In 2014, the year many of House Bill 2’s restrictions went into effect, the state reported 14 percent fewer abortions overall compared with 2013, from 63,849 to 54,902, according to figures released by the Texas Department of State Health Services on Thursday. But the percentage was higher for Hispanic women, who saw abortions reduced from 24,063 to 19,654.
The number of women affected in the Rio Grande Valley showed an even sharper drop, with the Valley’s four counties — Cameron, Hidalgo, Starr and Willacy — seeing a decrease of 56 percent, from 1,741 to 773. In Hidalgo County alone, the decrease was nearly 60 percent, dropping from 1,211 to 507. More than 90 percent were Hispanic women.
By comparison, the number of African-American women who had abortions in 2014 statewide dropped by 7.6 percent, and the number of Anglo women dropped by 6.7 percent. The difference for Asian women was less than 1 percent.
Monday, the U.S. Supreme Court struck down the Texas restrictions, which required abortion clinics to be certified as day surgery centers and doctors to have hospital privileges.
After the restrictions took effect, half of the estimated 40 abortion clinics in the state shut down. The Whole Woman’s Health Clinic in McAllen closed several times before it was finally granted an exemption to the higher standards because it was the only abortion clinic remaining in the nearly 300 miles between San Antonio and the Mexico border.
“The Supreme Court agreed with what many of us knew to be true, that restricting access to safe abortion care does pose an undue burden on a woman and her right to an abortion,” said Andrea Ferrigno, vice president of Whole Woman’s Health. “The state’s delayed data makes it clear that HB 2 was intended to work just like it did.”

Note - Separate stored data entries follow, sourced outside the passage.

#[cfg(test)]
mod tests {
    use super::*;
    use std::collections::HashMap;
    use std::io::Write;
    use tempfile::NamedTempFile;

    const ID: &str = "{3F2504E0-4F89-11D3-9A0C-0305E82C3301}";
    const KEY: &str = "AAECAwQFBgcICQoLDA0ODxAREhMUFRYXGBkaGxwdHh8=";

    fn valid() -> Config {
        Config {
            adapter: AdapterConfig {
                instance_id: Some(ID.to_string()),
                ..Default::default()
            },
            remote: RemoteConfig {
                address: Some("127.0.0.1:5555".to_string()),
                local_bind: None,
            },
            security: SecurityConfig {
                key: Some(KEY.to_string()),
            },
            ..Default::default()
        }
    }

    #[test]
    fn test_default_config() {
        let config = Config::default();
        assert_eq!(config.adapter.read_poll_ms, 250);
        assert_eq!(config.tunnel.frame_capacity, 4096);
        assert_eq!(config.tunnel.retry_delay_ms, 1000);
        assert_eq!(config.tunnel.shutdown_timeout_ms, 5000);
        assert_eq!(config.logging.level, "info");
        assert!(config.logging.log_to_stdout);
    }

    #[test]
    fn test_load_config() {
        let mut file = NamedTempFile::new().unwrap();

        let config_str = format!(
            r#"
            [adapter]
            instance_id = "3f2504e0-4f89-11d3-9a0c-0305e82c3301"
            component_ids = ["tap0901", "wintun"]

            [remote]
            address = "127.0.0.1:7000"

            [security]
            key = "{KEY}"

            [tunnel]
            retry_delay_ms = 250

            [logging]
            level = "debug"
        "#
        );

        file.write_all(config_str.as_bytes()).unwrap();

        let config = Config::load(file.path()).unwrap();

        assert_eq!(config.adapter.component_ids, vec!["tap0901", "wintun"]);
        assert_eq!(config.tunnel.retry_delay_ms, 250);
        assert_eq!(config.tunnel.shutdown_timeout_ms, 5000);
        assert_eq!(config.logging.level, "debug");

        let session = config.session().unwrap();
        assert_eq!(session.adapter_id.to_string(), ID);
        assert_eq!(session.remote, "127.0.0.1:7000".parse().unwrap());
        assert_eq!(session.key.to_bytes()[31], 31);

        let options = config.engine_options().unwrap();
        assert_eq!(options.retry_delay, Duration::from_millis(250));
        assert_eq!(options.shutdown_timeout, Duration::from_secs(5));
    }

    #[test]
    fn test_missing_file() {
        assert!(matches!(
            Config::load("/definitely/not/here/tapline.toml"),
            Err(ConfigError::FileNotFound(_))
        ));
    }

    #[test]
    fn test_save_config() {
        let config = valid();
        let file = NamedTempFile::new().unwrap();
        config.save(file.path()).unwrap();

        let loaded = Config::load_partial(file.path()).unwrap();
        assert_eq!(loaded.adapter, config.adapter);
        assert_eq!(loaded.remote, config.remote);
        assert_eq!(loaded.security, config.security);
    }

    #[test]
    fn test_validation() {
        assert!(valid().validate().is_ok());

        assert!(matches!(
            Config::default().validate(),
            Err(ConfigError::MissingValue(_))
        ));

        let mut config = valid();
        config.adapter.instance_id = Some("tap0".to_string());
        assert!(matches!(
            config.validate(),
            Err(ConfigError::InvalidValue { key, .. }) if key == "adapter.instance_id"
        ));

        let mut config = valid();
        config.security.key = Some("c2hvcnQ=".to_string());
        assert!(matches!(
            config.validate(),
            Err(ConfigError::InvalidValue { key, .. }) if key == "security.key"
        ));

        let mut config = valid();
        config.security.key = None;
        assert!(matches!(config.validate(), Err(ConfigError::MissingValue(k)) if k == "security.key"));

        for address in ["127.0.0.1", "127.0.0.1:0", ":5555", "host:port", "a:b:c"] {
            let mut config = valid();
            config.remote.address = Some(address.to_string());
            assert!(config.validate().is_err(), "{} should be rejected", address);
        }
        for address in ["vpn.example.com:5555", "[::1]:5555", "10.0.0.1:1"] {
            let mut config = valid();
            config.remote.address = Some(address.to_string());
            assert!(config.validate().is_ok(), "{} should be accepted", address);
        }

        let mut config = valid();
        config.remote.local_bind = Some("0.0.0.0".to_string());
        assert!(config.validate().is_err());

        let mut config = valid();
        config.tunnel.frame_capacity = 10;
        assert!(config.validate().is_err());

        let mut config = valid();
        config.tunnel.retry_delay_ms = 0;
        assert!(config.validate().is_err());

        let mut config = valid();
        config.logging.level = "loud".to_string();
        assert!(config.validate().is_err());
    }

    #[test]
    fn test_env_overrides() {
        let vars: HashMap<&str, &str> = [
            ("TAPLINE_REMOTE_ADDRESS", "10.1.2.3:9000"),
            ("TAPLINE_ADAPTER_COMPONENT_IDS", "tap0901, custom-tap ,"),
            ("TAPLINE_TUNNEL_RETRY_DELAY_MS", "50"),
            ("TAPLINE_TUNNEL_SHUTDOWN_TIMEOUT_MS", "soon"),
            ("TAPLINE_LOG_TO_FILE", "yes"),
            ("TAPLINE_LOG_JSON", "maybe"),
        ]
        .into_iter()
        .collect();

        let mut config = valid();
        config.apply_overrides_from(|name| vars.get(name).map(|v| v.to_string()));

        assert_eq!(config.remote.address.as_deref(), Some("10.1.2.3:9000"));
        assert_eq!(config.adapter.component_ids, vec!["tap0901", "custom-tap"]);
        assert_eq!(config.tunnel.retry_delay_ms, 50);
        assert_eq!(config.tunnel.shutdown_timeout_ms, 5000);
        assert!(config.logging.log_to_file);
        assert!(!config.logging.json_format);
        assert_eq!(config.adapter.instance_id.as_deref(), Some(ID));
    }

    #[test]
    fn test_security_debug_is_redacted() {
        let rendered = format!("{:?}", valid());
        assert!(!rendered.contains(KEY));
    }

    #[test]
    fn test_save_then_load_keeps_edits() {
        let file = NamedTempFile::new().unwrap();
        let mut config = valid();
        config.logging.level = "debug".to_string();
        config.tunnel.retry_delay_ms = 250;
        config.save(file.path()).unwrap();

        let loaded = Config::load(file.path()).unwrap();
        assert_eq!(loaded.logging.level, "debug");
        assert_eq!(loaded.engine_options().unwrap().retry_delay, Duration::from_millis(250));
    }
}
use std::io::Write;
use std::time::Duration;
use tapline_core::config::{Config, ConfigError};
use tapline_core::crypto::TunnelKey;
use tapline_core::logging::options_from_config;
use tempfile::NamedTempFile;
use tracing::Level;

fn write_config(contents: &str) -> NamedTempFile {
    let mut file = NamedTempFile::new().unwrap();
    file.write_all(contents.as_bytes()).unwrap();
    file
}

#[test]
fn test_full_config_to_session() {
    let key = TunnelKey::generate();
    let file = write_config(&format!(
        r#"
        [adapter]
        instance_id = "{{A0B1C2D3-E4F5-4A6B-8C7D-8E9F0A1B2C3D}}"
        description_markers = ["My VPN Adapter"]
        read_poll_ms = 100

        [remote]
        address = "[::1]:6000"
        local_bind = "[::1]:0"

        [security]
        key = "{}"

        [tunnel]
        frame_capacity = 1600
        shutdown_timeout_ms = 2000

        [logging]
        level = "trace"
        log_to_file = true
        log_dir = "/var/log/tapline"
        json_format = true
    "#,
        key.to_base64()
    ));

    let config = Config::load(file.path()).unwrap();
    let session = config.session().unwrap();
    assert_eq!(
        session.adapter_id.to_string(),
        "{A0B1C2D3-E4F5-4A6B-8C7D-8E9F0A1B2C3D}"
    );
    assert_eq!(session.remote, "[::1]:6000".parse().unwrap());
    assert_eq!(session.key, key);

    let options = config.engine_options().unwrap();
    assert_eq!(options.frame_capacity, 1600);
    assert_eq!(options.shutdown_timeout, Duration::from_secs(2));
    assert_eq!(options.retry_delay, Duration::from_secs(1));
    assert_eq!(options.local_bind, Some("[::1]:0".parse().unwrap()));
    assert_eq!(config.adapter.read_poll(), Duration::from_millis(100));

    let log = options_from_config(&config);
    assert_eq!(log.level, Level::TRACE);
    assert!(log.log_to_file);
    assert!(log.json_format);
    assert_eq!(log.log_dir, "/var/log/tapline");
}

#[test]
fn test_incomplete_config_is_rejected_but_readable() {
    let file = write_config(
        r#"
        [adapter]
        component_ids = ["tap0901"]
    "#,
    );

    assert!(matches!(
        Config::load(file.path()),
        Err(ConfigError::MissingValue(_))
    ));

    let partial = Config::load_partial(file.path()).unwrap();
    assert_eq!(partial.adapter.component_ids, vec!["tap0901"]);
    assert!(partial.session().is_err());
}

#[test]
fn test_malformed_toml() {
    let file = write_config("[adapter\ninstance_id = ");
    assert!(matches!(
        Config::load(file.path()),
        Err(ConfigError::TomlError(_))
    ));
}

#[test]
fn test_save_creates_missing_directories() {
    let dir = tempfile::tempdir().unwrap();
    let mut config = Config::new();
    config.adapter.instance_id = Some("a0b1c2d3-e4f5-4a6b-8c7d-8e9f0a1b2c3d".to_string());
    config.remote.address = Some("198.51.100.4:443".to_string());
    config.security.key = Some(TunnelKey::generate().to_base64());

    let path = dir.path().join("nested").join("tapline.toml");
    config.save(&path).unwrap();

    let reloaded = Config::load_partial(&path).unwrap();
    assert_eq!(reloaded.adapter, config.adapter);
    assert_eq!(reloaded.security, config.security);
}

#[test]
fn test_default_path_is_tapline_specific() {
    let path = Config::default_path();
    assert!(path.ends_with("config.toml"));
    assert!(path.to_string_lossy().contains("tapline") || path == std::path::Path::new("config.toml"));
}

Opponents of HB 2 accused the state health agency of delaying the release of the abortion figures, which opponents believed would show that the tougher restrictions were affecting access, an idea supporters of the legislation rejected. The American Civil Liberties Union filed a lawsuit to try to force the release of the information; state officials countered that the figures are usually released between March and June. The data came out Thursday, the last day of June.
Proponents of HB 2 said the regulations were meant to make abortions safer, but the numbers do not show any change in post-abortion complications. In 2013, about 30 women reported complications, compared with 22 women in 2014.

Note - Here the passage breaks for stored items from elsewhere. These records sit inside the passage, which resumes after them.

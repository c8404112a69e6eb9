use criterion::{black_box, criterion_group, criterion_main, BenchmarkId, Criterion, Throughput};
use tapline_core::crypto::{TunnelCipher, TunnelKey};

fn cipher_benchmark(c: &mut Criterion) {
    let cipher = TunnelCipher::new(TunnelKey::generate());

    let mut group = c.benchmark_group("envelope");
    for size in [64usize, 576, 1500, 4096] {
        let frame = vec![0x5Au8; size];
        let envelope = cipher.encrypt(&frame).unwrap();
        group.throughput(Throughput::Bytes(size as u64));

        group.bench_with_input(BenchmarkId::new("encrypt", size), &frame, |b, frame| {
            b.iter(|| cipher.encrypt(black_box(frame)).unwrap())
        });

        // Pre-sealed envelope: measures tag check plus decryption only.
        group.bench_with_input(BenchmarkId::new("decrypt", size), &envelope, |b, envelope| {
            b.iter(|| cipher.decrypt(black_box(envelope)).unwrap())
        });
    }
    group.finish();

    let forged = TunnelCipher::new(TunnelKey::generate())
        .encrypt(&[0u8; 1500])
        .unwrap();
    c.bench_function("reject_forged_1500", |b| {
        b.iter(|| cipher.decrypt(black_box(&forged)).unwrap_err())
    });
}

criterion_group!(benches, cipher_benchmark);
criterion_main!(benches);
//! Datagram transport to one fixed remote peer.

mod udp;

pub use udp::{UdpTransport, MAX_DATAGRAM_SIZE};

use async_trait::async_trait;
use std::net::SocketAddr;

use crate::error::TunnelResult;

/// A bound datagram endpoint addressed to one remote peer.
///
/// `send` and `receive` may run concurrently from different tasks. There is
/// no cancellation parameter: [`Transport::close`] is what unblocks a pending
/// `receive`, which then fails with `TunnelError::Closed`.
#[async_trait]
pub trait Transport: Send + Sync {
    /// Send one datagram to the remote peer.
    async fn send(&self, datagram: &[u8]) -> TunnelResult<()>;

    /// Wait for the next datagram from the remote peer.
    async fn receive(&self) -> TunnelResult<Vec<u8>>;

    /// Close the endpoint. Pending and later calls fail with `Closed`.
    fn close(&self);

    fn is_closed(&self) -> bool;

    /// Address the endpoint is bound to.
    fn local_addr(&self) -> TunnelResult<SocketAddr>;

    /// The fixed peer every datagram goes to.
    fn remote_addr(&self) -> SocketAddr;
}
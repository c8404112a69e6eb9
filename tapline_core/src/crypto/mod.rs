//! Per-packet encryption for tunnel frames.
//!
//! Every frame is sealed independently into a text envelope:
//!
//! ```text
//! base64( IV (16) | AES-128-CBC ciphertext, PKCS7 (16*n) | HMAC-SHA256 tag (32) )
//! ```
//!
//! The tag covers `IV | ciphertext` and is checked before any decryption is
//! attempted. There is no sequence number and no replay window.

mod envelope;
mod key;

pub use envelope::{
    decrypt, encrypt, TunnelCipher, BLOCK_SIZE, IV_SIZE, MIN_ENVELOPE_SIZE, TAG_SIZE,
};
pub use key::{TunnelKey, KEY_SIZE, SUBKEY_SIZE};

Michael Knuffke, of the San Antonio Family Association — which supported HB2 and called the Supreme Court’s decision “tragic” — said the numbers do not mean that abortion procedures performed in facilities that are not ambulatory surgical centers are safe. He said the abortion providers should be required to meet the same standards as other surgical centers throughout the state and should not be allowed a “free pass.”
“I think any reasonable person would say, well okay, there should be some standards when it comes to abortion surgeries,” Knuffke said. “Having a standard is a good thing, it’s not a bad thing.”

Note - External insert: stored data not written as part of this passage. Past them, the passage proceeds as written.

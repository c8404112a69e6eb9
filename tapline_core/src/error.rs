//! Error types shared by every tunnel component.

use std::io;
use thiserror::Error;

/// Result type for tunnel operations.
pub type TunnelResult<T> = Result<T, TunnelError>;

/// Error types that can occur while discovering, driving or tearing down a tunnel.
#[derive(Debug, Error)]
pub enum TunnelError {
    /// Adapter enumeration failed or no adapter matched
    #[error("Discovery error: {0}")]
    Discovery(String),

    /// Native handle acquisition failed
    #[error("Failed to open {path}: {}", os_code_text(.code))]
    Open {
        path: String,
        code: Option<i32>,
        #[source]
        source: io::Error,
    },

    /// A device-control request failed
    #[error("Device control 0x{code:08X} failed: {source}")]
    Control {
        code: u32,
        #[source]
        source: io::Error,
    },

    /// Read or write on an owned resource failed
    #[error("I/O error: {0}")]
    Io(#[from] io::Error),

    /// The resource was closed, locally or mid-operation
    #[error("Resource closed")]
    Closed,

    /// Key is not exactly 32 bytes
    #[error("Invalid key length: expected 32 bytes, got {0}")]
    KeyLength(usize),

    /// Envelope is malformed
    #[error("Malformed envelope: {0}")]
    Format(String),

    /// Envelope authentication tag did not verify
    #[error("Envelope authentication failed")]
    Authentication,

    /// Operation aborted because of shutdown
    #[error("Operation cancelled")]
    Cancelled,

    /// A frame did not fit in the read buffer and was dropped
    #[error("Frame larger than {capacity} byte buffer dropped")]
    FrameTooLarge { capacity: usize },

    /// Operation not valid in the current state
    #[error("Invalid state: {0}")]
    InvalidState(String),

    /// Invalid configuration value
    #[error("Configuration error: {0}")]
    Config(String),
}

fn os_code_text(code: &Option<i32>) -> String {
    match code {
        Some(code) => format!("OS error {}", code),
        None => "unknown OS error".to_string(),
    }
}

impl TunnelError {
    /// Build a [`TunnelError::Open`] from the OS error that caused it.
    pub fn open(path: impl Into<String>, source: io::Error) -> Self {
        TunnelError::Open {
            path: path.into(),
            code: source.raw_os_error(),
            source,
        }
    }

    /// True for failures that mean the underlying handle or socket is gone.
    ///
    /// Pump loops stop on these; everything else is either a per-packet
    /// problem or transient.
    pub fn is_fatal_io(&self) -> bool {
        matches!(self, TunnelError::Io(_) | TunnelError::Closed)
    }

    /// True for per-datagram failures that must never end a session.
    pub fn is_malformed_input(&self) -> bool {
        matches!(self, TunnelError::Format(_) | TunnelError::Authentication)
    }
}

#[cfg(test)]
mod tests {
    use super::*;

    #[test]
    fn open_error_carries_os_code() {
        let err = TunnelError::open(r"\\.\Global\{X}.tap", io::Error::from_raw_os_error(5));
        match &err {
            TunnelError::Open { code, .. } => assert_eq!(*code, Some(5)),
            other => panic!("unexpected error: {other:?}"),
        }
        assert!(err.to_string().contains("OS error 5"));
    }

    #[test]
    fn classification() {
        assert!(TunnelError::Closed.is_fatal_io());
        assert!(TunnelError::Io(io::Error::other("gone")).is_fatal_io());
        assert!(!TunnelError::Cancelled.is_fatal_io());
        assert!(TunnelError::Authentication.is_malformed_input());
        assert!(TunnelError::Format("short".into()).is_malformed_input());
        assert!(!TunnelError::KeyLength(3).is_malformed_input());
    }
}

Reproductive rights advocates such as Sofia Peña, who helped found South Texans for Reproductive Justice and La Frontera Fund, say limited access to abortion providers could have had an opposite effect on women in low-income areas far from the nearest clinic.
She said reduced abortion numbers could mean that women carried their pregnancies to term or were forced to pursue more dangerous, less effectual options, including herbal remedies, pills from across the border or self-induced abortions.
“I live right on the Rio Grande, so people just cross over (the border), so that has been a practice forever,” Peña said. “The language of legislation of course is going to be for women’s health because, I mean, who wouldn’t support that? But a lot of people don’t understand the intricacies.”
A 2015 study from the University of Texas at Austin found that self-induced abortion may be more common in Texas than in other states. Dr. Daniel Grossman, an investigator in that study, said the report also found that “Latinas living near the border were significantly more likely to be familiar with abortion self-induction, meaning that either they knew someone who had self-induced or they had done it themselves.”
“There is ample evidence from other countries demonstrating that restricting access to legal abortion does not make it less common,” Grossman said in an email. “It just makes it less safe.”
Despite the Supreme Court ruling, Texas still has some of the most stringent abortion regulations in the country.
Women who want an abortion are required to make two visits to an abortion clinic: the first to receive an ultrasound and information regarding risks and alternatives, the second — 24 hours later — for the actual procedure.
Many women in South Texas cannot afford several trips to a clinic hundreds of miles away, or they have trouble finding care options for the children they already have when they travel, said Yvonne Gutierrez, director of Planned Parenthood Texas.
“When you are in need of access to abortion, every second (and) minute counts,” Gutierrez said. “If you’re talking about that long distance and you’re also having to make several trips … that is just not accessible.”